We too adopted two boys that were "taken" not placed. The boys are now 9 (almost 10) and 8. We talk about their birthmom and dad alot ... and have some ongoing contact with them as well.
We talk about how there are people whose job it is to keep kids safe, about how their birthmom was unable to take care of any child then (when they were born) in the way a baby needs. That their birthmom loved them very much, and she wanted to be able to take care of them so she tried her best - but her best wasnt good enough to keep them safe.
We talked alot about the process of the adoption - about how a judge and a social worker (so its not YOU) made the decision that the boys needed a safe family to grow up in. While they were choosing a safe family and while they were hoping that birthmom would get the help she needed to be able to take care of kids herself, the child needs to be in a foster home (in your case grandma and grandpa). When it was decided that the child had waited long enough for birthmom to get better the judge/swer etc picked a forever family.
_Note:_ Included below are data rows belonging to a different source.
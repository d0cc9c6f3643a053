//! One-shot timer manager
//!
//! Cancellable deferred actions keyed by a numeric timer id. The owner polls
//! `process_expired` from its event loop and dispatches the returned entries.
//! Id `TIMER_INACTIVE_ID` is never handed out, so callers can store it as the
//! "no timer armed" sentinel.

use std::collections::HashMap;
use std::fmt;
use std::sync::atomic::{AtomicU64, Ordering};
use std::sync::RwLock;
use std::time::{Duration, Instant};

/// Sentinel id for a timer that is not armed
pub const TIMER_INACTIVE_ID: u64 = 0;

/// A one-shot timer
#[derive(Debug, Clone)]
pub struct TimerEntry<T: Clone + fmt::Debug> {
    pub id: u64,
    pub timer_type: T,
    pub expires_at: Instant,
    pub duration: Duration,
    /// Context handed back on expiry (UE id, association id, ...)
    pub data: u64,
}

impl<T: Clone + fmt::Debug> TimerEntry<T> {
    pub fn is_expired_at(&self, now: Instant) -> bool {
        now >= self.expires_at
    }

    /// Time left relative to `now`
    pub fn remaining_at(&self, now: Instant) -> Duration {
        self.expires_at.saturating_duration_since(now)
    }
}

/// One-shot timer manager
pub struct TimerMgr<T: Clone + fmt::Debug + Send + Sync + 'static> {
    timers: RwLock<HashMap<u64, TimerEntry<T>>>,
    next_id: AtomicU64,
}

impl<T: Clone + fmt::Debug + Send + Sync + 'static> TimerMgr<T> {
    pub fn new() -> Self {
        Self {
            timers: RwLock::new(HashMap::new()),
            next_id: AtomicU64::new(TIMER_INACTIVE_ID + 1),
        }
    }

    /// Arm a timer firing `duration` from now
    pub fn start(&self, timer_type: T, duration: Duration, data: u64) -> u64 {
        self.start_at(Instant::now(), timer_type, duration, data)
    }

    /// Arm a timer firing `duration` after `now`
    pub fn start_at(&self, now: Instant, timer_type: T, duration: Duration, data: u64) -> u64 {
        let mut id = self.next_id.fetch_add(1, Ordering::SeqCst);
        if id == TIMER_INACTIVE_ID {
            id = self.next_id.fetch_add(1, Ordering::SeqCst);
        }
        let entry = TimerEntry {
            id,
            timer_type: timer_type.clone(),
            expires_at: now + duration,
            duration,
            data,
        };
        if let Ok(mut timers) = self.timers.write() {
            timers.insert(id, entry);
        }
        log::debug!("Timer started: id={id} type={timer_type:?} duration={duration:?} data={data}");
        id
    }

    /// Disarm a timer. Returns false for unknown or inactive ids.
    pub fn cancel(&self, id: u64) -> bool {
        if id == TIMER_INACTIVE_ID {
            return false;
        }
        match self.timers.write() {
            Ok(mut timers) => match timers.remove(&id) {
                Some(entry) => {
                    log::debug!("Timer cancelled: id={} type={:?}", id, entry.timer_type);
                    true
                }
                None => false,
            },
            Err(_) => false,
        }
    }

    /// Remove and return every timer expired at `now`, earliest first
    pub fn process_expired_at(&self, now: Instant) -> Vec<TimerEntry<T>> {
        let mut expired = Vec::new();
        if let Ok(mut timers) = self.timers.write() {
            let ids: Vec<u64> = timers
                .values()
                .filter(|e| e.is_expired_at(now))
                .map(|e| e.id)
                .collect();
            for id in ids {
                if let Some(entry) = timers.remove(&id) {
                    expired.push(entry);
                }
            }
        }
        expired.sort_by_key(|e| (e.expires_at, e.id));
        expired
    }

    pub fn process_expired(&self) -> Vec<TimerEntry<T>> {
        self.process_expired_at(Instant::now())
    }

    /// Time until the earliest timer fires, `None` when idle
    pub fn next_expiration_at(&self, now: Instant) -> Option<Duration> {
        self.timers
            .read()
            .ok()?
            .values()
            .map(|e| e.remaining_at(now))
            .min()
    }

    pub fn is_active(&self, id: u64) -> bool {
        self.timers
            .read()
            .map(|t| t.contains_key(&id))
            .unwrap_or(false)
    }

    pub fn get(&self, id: u64) -> Option<TimerEntry<T>> {
        self.timers.read().ok()?.get(&id).cloned()
    }

    pub fn count(&self) -> usize {
        self.timers.read().map(|t| t.len()).unwrap_or(0)
    }

    pub fn clear(&self) {
        if let Ok(mut timers) = self.timers.write() {
            timers.clear();
        }
    }
}

impl<T: Clone + fmt::Debug + Send + Sync + 'static> Default for TimerMgr<T> {
    fn default() -> Self {
        Self::new()
    }
}

impl<T: Clone + fmt::Debug + Send + Sync + 'static> fmt::Debug for TimerMgr<T> {
    fn fmt(&self, f: &mut fmt::Formatter<'_>) -> fmt::Result {
        f.debug_struct("TimerMgr").field("armed", &self.count()).finish()
    }
}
I would also say that the letters and contact we have from the birthfamily has helped our boys see that it isnt a figment of our imagination. Our boys' birthparents have been very open in talking about what happened with the boys and saying how sorry they are. They, now, are very supportive of our relationship and we all work together for the betterment of the kids.
In your situation I would imagine that contact with the bio siblings would also help him understand alot that his bmom has ongoing issues that affected other children too. Our boys too have an older sibling that was adopted to another family (whom we cant find) and two younger siblings that are being parented by their birthmom.